**Aim of the task:**
Scan the lines below for the string "AtomicUsize" and copy every one that has it.

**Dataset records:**
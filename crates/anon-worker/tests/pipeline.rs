//! End-to-end runs of the worker loop against in-process collaborators.

use std::io::{Cursor, Read};
use std::path::{Path, PathBuf};
use std::sync::atomic::{AtomicUsize, Ordering};
use std::sync::{Arc, Mutex};
use std::time::Duration;

use async_trait::async_trait;
use image::Rgb;
use wiremock::matchers::{method, path};
use wiremock::{Mock, MockServer, ResponseTemplate};

use anon_media::{Frame, FrameDecoder, MediaResult, PatternClassifier};
use anon_models::WorkItem;
use anon_queue::{LeaseQueue, MemoryQueue};
use anon_storage::{ObjectStore, StorageError, StorageResult};
use anon_worker::{
    Cipher, CipherKey, CompletionContext, Fetcher, LoopSettings, Processor, Publisher, WorkerLoop,
};

const NONCE: [u8; 12] = *b"pipelinenonc";

struct FiveFrames;

#[async_trait]
impl FrameDecoder for FiveFrames {
    async fn decode(&self, _path: &Path) -> MediaResult<Vec<Frame>> {
        Ok((0..5u8)
            .map(|i| Frame::from_pixel(640, 480, Rgb([i * 40, 128, 255])))
            .collect())
    }
}

struct Classifier(bool);

#[async_trait]
impl PatternClassifier for Classifier {
    async fn is_target_pattern(&self, _path: &Path) -> MediaResult<bool> {
        Ok(self.0)
    }
}

#[derive(Default)]
struct RecordingStore {
    uploads: Mutex<Vec<(String, String, Vec<u8>)>>,
    delay: Duration,
    /// Uploads wait here until released
    gate: Option<Arc<tokio::sync::Notify>>,
    started: AtomicUsize,
    reject: bool,
}

impl RecordingStore {
    fn uploads(&self) -> Vec<(String, String, Vec<u8>)> {
        self.uploads.lock().unwrap().clone()
    }
}

#[async_trait]
impl ObjectStore for RecordingStore {
    async fn create_public_container(&self, _name: &str) -> StorageResult<()> {
        Ok(())
    }

    async fn put_object(&self, container: &str, key: &str, body: Vec<u8>) -> StorageResult<String> {
        self.started.fetch_add(1, Ordering::SeqCst);
        if let Some(gate) = &self.gate {
            gate.notified().await;
        }
        tokio::time::sleep(self.delay).await;
        if self.reject {
            return Err(StorageError::upload_failed(format!("{}/{}: 507 Insufficient Storage", container, key)));
        }
        self.uploads
            .lock()
            .unwrap()
            .push((container.to_string(), key.to_string(), body));
        Ok(format!("https://objects.example/{}/{}", container, key))
    }
}

struct Harness {
    queue: Arc<MemoryQueue>,
    store: Arc<RecordingStore>,
    input: tempfile::TempDir,
    output: tempfile::TempDir,
}

impl Harness {
    fn new(items: Vec<WorkItem>, store: RecordingStore) -> Self {
        Self {
            queue: Arc::new(MemoryQueue::with_items("job", items)),
            store: Arc::new(store),
            input: tempfile::tempdir().unwrap(),
            output: tempfile::tempdir().unwrap(),
        }
    }

    fn worker(&self, cipher: Cipher, matches: bool, lease: Duration, max_inflight: usize) -> WorkerLoop {
        let output_dir: PathBuf = self.output.path().to_path_buf();
        let completion = Arc::new(CompletionContext {
            publisher: Publisher::new(self.store.clone()),
            queue: self.queue.clone(),
            output_dir: output_dir.clone(),
            results_container: "anon-results".to_string(),
            report_rejected: false,
        });

        WorkerLoop::new(
            self.queue.clone(),
            Fetcher::new(cipher, self.input.path()).unwrap(),
            Processor::new(Arc::new(FiveFrames), Arc::new(Classifier(matches))),
            completion,
            LoopSettings {
                lease_duration: lease,
                poll_timeout: Duration::from_millis(100),
                output_dir,
                max_inflight_completions: max_inflight,
            },
        )
    }
}

fn cipher() -> Cipher {
    Cipher::new(&CipherKey::from_bytes(vec![42u8; 32]).unwrap()).unwrap()
}

async fn serve_video(server: &MockServer, route: &str) -> WorkItem {
    let payload = cipher().seal(&NONCE, b"\x00\x00\x00\x18ftypmp42").unwrap();
    Mock::given(method("GET"))
        .and(path(route))
        .respond_with(ResponseTemplate::new(200).set_body_bytes(payload))
        .mount(server)
        .await;
    WorkItem::from(format!("{}{}", server.uri(), route))
}

fn dir_entries(dir: &Path) -> usize {
    std::fs::read_dir(dir).unwrap().count()
}

fn zip_entries(bundle: &[u8]) -> Vec<String> {
    let mut archive = zip::ZipArchive::new(Cursor::new(bundle)).unwrap();
    (0..archive.len())
        .map(|i| {
            let mut file = archive.by_index(i).unwrap();
            let mut data = Vec::new();
            file.read_to_end(&mut data).unwrap();
            assert!(data.starts_with(b"\x89PNG"));
            file.name().to_string()
        })
        .collect()
}

#[tokio::test]
async fn test_target_video_is_published_and_cleaned_up() {
    let server = MockServer::start().await;
    let item = serve_video(&server, "/videos/a.bin").await;
    let harness = Harness::new(vec![item.clone()], RecordingStore::default());

    let summary = harness
        .worker(cipher(), true, Duration::from_secs(15), 4)
        .run()
        .await
        .unwrap();

    assert_eq!(summary.processed, 1);
    assert_eq!(summary.drain.published, 1);

    let uploads = harness.store.uploads();
    assert_eq!(uploads.len(), 1);
    let (container, key, body) = &uploads[0];
    assert_eq!(container, "anon-results");
    assert!(key.ends_with(".zip"));
    assert_eq!(key.len(), 32 + ".zip".len());
    assert_eq!(
        zip_entries(body),
        vec!["00000.png", "00001.png", "00002.png", "00003.png", "00004.png"]
    );

    assert_eq!(harness.queue.completed().await, vec![item]);
    assert!(harness.queue.side_queue("job:errors").await.is_empty());
    assert_eq!(dir_entries(harness.output.path()), 0);
    assert_eq!(dir_entries(harness.input.path()), 0);
}

#[tokio::test]
async fn test_non_target_video_publishes_nothing() {
    let server = MockServer::start().await;
    let item = serve_video(&server, "/videos/b.bin").await;
    let harness = Harness::new(vec![item.clone()], RecordingStore::default());

    let summary = harness
        .worker(cipher(), false, Duration::from_secs(15), 4)
        .run()
        .await
        .unwrap();

    assert_eq!(summary.drain.rejected, 1);
    assert!(harness.store.uploads().is_empty());
    assert_eq!(harness.queue.completed().await, vec![item]);
    assert!(harness.queue.side_queue("job:errors").await.is_empty());
    assert_eq!(dir_entries(harness.output.path()), 0);
    assert_eq!(dir_entries(harness.input.path()), 0);
}

#[tokio::test]
async fn test_run_returns_only_after_every_publish() {
    let server = MockServer::start().await;
    let mut items = Vec::new();
    for i in 0..6 {
        items.push(serve_video(&server, &format!("/videos/{}.bin", i)).await);
    }
    let store = RecordingStore {
        delay: Duration::from_millis(150),
        ..RecordingStore::default()
    };
    let harness = Harness::new(items, store);

    let summary = harness
        .worker(cipher(), true, Duration::from_secs(15), 2)
        .run()
        .await
        .unwrap();

    assert_eq!(summary.processed, 6);
    assert_eq!(summary.drain.published, 6);
    assert_eq!(harness.store.uploads().len(), 6);
    assert_eq!(harness.queue.completed().await.len(), 6);
    assert_eq!(dir_entries(harness.output.path()), 0);
}

#[tokio::test]
async fn test_failed_fetch_is_redelivered_after_lease_expiry() {
    let server = MockServer::start().await;
    Mock::given(method("GET"))
        .and(path("/videos/flaky.bin"))
        .respond_with(ResponseTemplate::new(503))
        .up_to_n_times(1)
        .with_priority(1)
        .mount(&server)
        .await;
    let item = serve_video(&server, "/videos/flaky.bin").await;
    let harness = Harness::new(vec![item.clone()], RecordingStore::default());

    let summary = harness
        .worker(cipher(), true, Duration::from_secs(1), 4)
        .run()
        .await
        .unwrap();

    assert_eq!(summary.processed, 2);
    assert_eq!(summary.drain.published, 1);
    assert_eq!(harness.queue.completed().await, vec![item]);
    assert_eq!(harness.store.uploads().len(), 1);
}

#[tokio::test]
async fn test_payload_under_wrong_key_is_never_acknowledged() {
    let server = MockServer::start().await;
    let item = serve_video(&server, "/videos/c.bin").await;
    let harness = Harness::new(vec![item], RecordingStore::default());

    let other_key = Cipher::new(&CipherKey::from_bytes(vec![7u8; 32]).unwrap()).unwrap();
    let worker = harness.worker(other_key, true, Duration::from_secs(15), 4);

    // The item stays leased, so the loop would wait for expiry; stop it early.
    let (tx, rx) = tokio::sync::watch::channel(false);
    let worker = worker.with_shutdown(rx);
    let run = tokio::spawn(async move { worker.run().await });
    tokio::time::sleep(Duration::from_millis(500)).await;
    tx.send(true).unwrap();

    let summary = run.await.unwrap().unwrap();
    assert_eq!(summary.processed, 1);
    assert!(harness.queue.completed().await.is_empty());
    assert_eq!(harness.queue.pending_len().await, 0);
    assert!(!harness.queue.empty().await.unwrap());
    assert!(harness.store.uploads().is_empty());
    assert_eq!(dir_entries(harness.input.path()), 0);
}

#[tokio::test]
async fn test_item_is_acknowledged_before_upload_finishes() {
    let server = MockServer::start().await;
    let item = serve_video(&server, "/videos/slow.bin").await;
    let gate = Arc::new(tokio::sync::Notify::new());
    let store = RecordingStore {
        gate: Some(gate.clone()),
        ..RecordingStore::default()
    };
    let harness = Harness::new(vec![item.clone()], store);

    let worker = harness.worker(cipher(), true, Duration::from_secs(15), 4);
    let run = tokio::spawn(async move { worker.run().await });

    let mut waited = 0;
    while harness.store.started.load(Ordering::SeqCst) == 0 {
        assert!(waited < 200, "upload never started");
        tokio::time::sleep(Duration::from_millis(25)).await;
        waited += 1;
    }

    assert_eq!(harness.queue.completed().await, vec![item]);
    assert!(harness.store.uploads().is_empty());
    assert!(!run.is_finished());

    gate.notify_one();
    let summary = run.await.unwrap().unwrap();
    assert_eq!(summary.drain.published, 1);
    assert_eq!(harness.store.uploads().len(), 1);
    assert_eq!(dir_entries(harness.output.path()), 0);
}

#[tokio::test]
async fn test_failed_upload_is_not_redelivered() {
    let server = MockServer::start().await;
    let item = serve_video(&server, "/videos/lost.bin").await;
    let store = RecordingStore {
        reject: true,
        ..RecordingStore::default()
    };
    let harness = Harness::new(vec![item.clone()], store);

    let summary = harness
        .worker(cipher(), true, Duration::from_secs(1), 4)
        .run()
        .await
        .unwrap();

    assert_eq!(summary.processed, 1);
    assert_eq!(summary.drain.failed, 1);
    assert_eq!(harness.store.started.load(Ordering::SeqCst), 1);
    assert_eq!(harness.queue.completed().await, vec![item]);
    assert!(harness.queue.empty().await.unwrap());

    // Both the bundle and the frame directory stay behind for recovery.
    let mut names: Vec<String> = std::fs::read_dir(harness.output.path())
        .unwrap()
        .map(|entry| entry.unwrap().file_name().to_string_lossy().into_owned())
        .collect();
    names.sort();
    assert_eq!(names.len(), 2);
    assert_eq!(names[1], format!("{}.zip", names[0]));
    assert_eq!(names[0].len(), 32);
}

**Answer to the exercise:**
use std::sync::atomic::{AtomicUsize, Ordering};
    started: AtomicUsize,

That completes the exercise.